[TASK DETAILS] Would you please return the lines of the material that contain the word "IndicatorNode"?

[EXERCISE INPUT]
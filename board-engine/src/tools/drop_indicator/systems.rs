use bevy::prelude::*;
use bevy::render::view::NoFrustumCulling;
use constants::render_settings::INDICATOR_COLOUR;

use crate::engine::mesh::indicator_mesh::empty_indicator_mesh;
use crate::engine::physics::{Collider, ColliderQuery, LiveColliders, anchor_point};
use crate::engine::scene::token::Token;

use super::state::*;

pub fn create_indicator_material(mut commands: Commands, mut materials: ResMut<Assets<StandardMaterial>>) {
    let [r, g, b, a] = INDICATOR_COLOUR;
    let material = materials.add(StandardMaterial {
        base_color: Color::linear_rgba(r, g, b, a),
        alpha_mode: AlphaMode::Blend,
        unlit: true,
        cull_mode: None,
        ..default()
    });
    commands.insert_resource(IndicatorAssets { material });
}

// Give every token a hidden indicator with its own pair of mesh entities
pub fn attach_drop_indicators(
    mut commands: Commands,
    tokens: Query<(Entity, &Token), Without<DropIndicator>>,
    indicator_assets: Option<Res<IndicatorAssets>>,
    mut meshes: ResMut<Assets<Mesh>>,
) {
    let Some(indicator_assets) = indicator_assets else { return };

    for (owner, token) in &tokens {
        let mut spawn_node = |part: IndicatorPart| {
            commands
                .spawn((
                    Mesh3d(meshes.add(empty_indicator_mesh())),
                    MeshMaterial3d(indicator_assets.material.clone()),
                    Transform::IDENTITY,
                    Visibility::Hidden,
                    NoFrustumCulling,
                    IndicatorNode { owner, part },
                    Name::new(format!("{}_indicator_{:?}", token.placement_id, part)),
                ))
                .id()
        };
        let line_node = spawn_node(IndicatorPart::Line);
        let disc_node = spawn_node(IndicatorPart::Disc);

        commands
            .entity(owner)
            .insert(DropIndicator::new(line_node, disc_node));
    }
}

// Rebuild shown indicators from a fresh downward probe
pub fn refresh_drop_indicators(
    settings: Res<IndicatorSettings>,
    colliders: ColliderQuery,
    mut indicators: Query<(Entity, Ref<GlobalTransform>, &Collider, &mut DropIndicator)>,
    nodes: Query<(), With<IndicatorNode>>,
) {
    let physics = LiveColliders(&colliders);

    for (entity, xf, collider, mut indicator) in &mut indicators {
        if !indicator.renderer.is_visible() {
            continue;
        }
        let moved = xf.is_changed();
        if settings.refresh_policy == RefreshPolicy::OnMove && !moved && !indicator.stale {
            continue;
        }
        // Nodes already despawned: nothing left to draw into.
        if !nodes.contains(indicator.line_node) || !nodes.contains(indicator.disc_node) {
            continue;
        }

        let anchor = anchor_point(&xf, collider);
        let indicator = &mut *indicator;
        indicator.stale = false;
        indicator
            .renderer
            .refresh(anchor, &physics, Some(entity), &settings);
    }
}

// Copy changed buffers into their mesh assets and toggle node visibility
pub fn sync_indicator_meshes(
    indicators: Query<&DropIndicator, Changed<DropIndicator>>,
    mut nodes: Query<(&Mesh3d, &mut Visibility), With<IndicatorNode>>,
    mut meshes: ResMut<Assets<Mesh>>,
) {
    for indicator in &indicators {
        let renderer = &indicator.renderer;
        for (node, buffer) in [
            (indicator.line_node, renderer.line()),
            (indicator.disc_node, renderer.disc()),
        ] {
            let Ok((mesh3d, mut visibility)) = nodes.get_mut(node) else {
                continue;
            };
            if let Some(mesh) = meshes.get_mut(&mesh3d.0) {
                buffer.write_to_mesh(mesh);
            }
            let wanted = if renderer.is_visible() && !buffer.is_empty() {
                Visibility::Visible
            } else {
                Visibility::Hidden
            };
            visibility.set_if_neq(wanted);
        }
    }
}

// Indicator nodes are top-level entities, so they go when their owner loses the indicator
pub fn despawn_indicator_nodes(
    trigger: Trigger<OnRemove, DropIndicator>,
    indicators: Query<&DropIndicator>,
    mut commands: Commands,
) {
    let Ok(indicator) = indicators.get(trigger.target()) else {
        return;
    };
    for node in [indicator.line_node, indicator.disc_node] {
        commands.queue(move |world: &mut World| {
            if world.entities().contains(node) {
                world.despawn(node);
            }
        });
    }
}
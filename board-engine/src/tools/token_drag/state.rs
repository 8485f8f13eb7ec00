use bevy::prelude::*;
use constants::input_settings::{DRAG_LIFT_HEIGHT, ROTATION_FACTOR};

// Resources
#[derive(Resource, Debug, Clone, Copy)]
pub struct RotationSettings {
    /// Radians of yaw per pixel of horizontal pointer motion.
    pub speed: f32,
}
impl Default for RotationSettings {
    fn default() -> Self {
        Self {
            speed: ROTATION_FACTOR,
        }
    }
}

#[derive(Resource, Debug, Clone, Copy)]
pub struct DragSettings {
    /// Height a grabbed token is lifted above where it was picked up.
    pub lift_height: f32,
}
impl Default for DragSettings {
    fn default() -> Self {
        Self {
            lift_height: DRAG_LIFT_HEIGHT,
        }
    }
}

/// Token currently under the cursor, if any.
#[derive(Resource, Debug, Default, Clone, Copy, PartialEq, Eq)]
pub struct HoverTarget(pub Option<Entity>);

// Components
/// Token being dragged. It follows the cursor on a horizontal plane.
#[derive(Component, Debug, Clone, Copy, PartialEq)]
pub struct Held {
    pub plane_height: f32,
}

// Events
#[derive(Event, Debug, Clone, Copy, PartialEq, Eq)]
pub enum HoverChanged {
    Entered(Entity),
    Exited(Entity),
}

impl HoverChanged {
    pub fn entity(&self) -> Entity {
        match *self {
            Self::Entered(entity) | Self::Exited(entity) => entity,
        }
    }
}

/// Select action pressed while hovering `body`.
#[derive(Event, Debug, Clone, Copy, PartialEq, Eq)]
pub struct TokenSelected {
    pub body: Entity,
}
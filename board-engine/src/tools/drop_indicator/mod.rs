//! Drop indicator for held tokens.
//!
//! While a token is held, a probe ray is cast straight down from its anchor
//! (bottom centre of its collider), ignoring the token's own collider. The hit
//! drives two procedural meshes:
//!
//! ```text
//! anchor ─┐
//!         ┆  dashed guide line (dash/gap cycles of thin prisms)
//!         ┆
//!   ══════●══════  landing disc, lifted along the surface normal
//! ```
//!
//! A miss clears both meshes, so a token dragged off the board shows nothing.
//!
//! ## Systems
//!
//! - `attach_drop_indicators`: every new token gets a hidden `DropIndicator`
//!   and two mesh entities (line, disc) in world space.
//! - `refresh_drop_indicators`: rebuilds shown indicators according to
//!   `IndicatorSettings::refresh_policy`.
//! - `sync_indicator_meshes`: copies changed buffers into mesh assets and
//!   toggles node visibility.
//! - `despawn_indicator_nodes` (observer): removes the mesh entities with
//!   their owner.

/// Probe + mesh orchestration, independent of the ECS.
pub mod renderer;

/// Settings, components and render resources.
pub mod state;

/// ECS systems wiring indicators to tokens and mesh assets.
pub mod systems;

use bevy::prelude::*;

pub use renderer::DropIndicatorRenderer;
pub use state::{DropIndicator, IndicatorNode, IndicatorPart, IndicatorSettings, RefreshPolicy};

use systems::{
    attach_drop_indicators, create_indicator_material, despawn_indicator_nodes,
    refresh_drop_indicators, sync_indicator_meshes,
};

/// System set the drag tools order themselves before.
#[derive(SystemSet, Debug, Clone, PartialEq, Eq, Hash)]
pub struct IndicatorUpdate;

pub struct DropIndicatorPlugin;

impl Plugin for DropIndicatorPlugin {
    fn build(&self, app: &mut App) {
        app.init_resource::<IndicatorSettings>()
            .add_systems(Startup, create_indicator_material)
            .add_observer(despawn_indicator_nodes)
            .add_systems(
                Update,
                (
                    attach_drop_indicators,
                    refresh_drop_indicators,
                    sync_indicator_meshes,
                )
                    .chain()
                    .in_set(IndicatorUpdate),
            );
    }
}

[RESPONSE]
                    IndicatorNode { owner, part },
    nodes: Query<(), With<IndicatorNode>>,
    mut nodes: Query<(&Mesh3d, &mut Visibility), With<IndicatorNode>>,
pub use state::{DropIndicator, IndicatorNode, IndicatorPart, IndicatorSettings, RefreshPolicy};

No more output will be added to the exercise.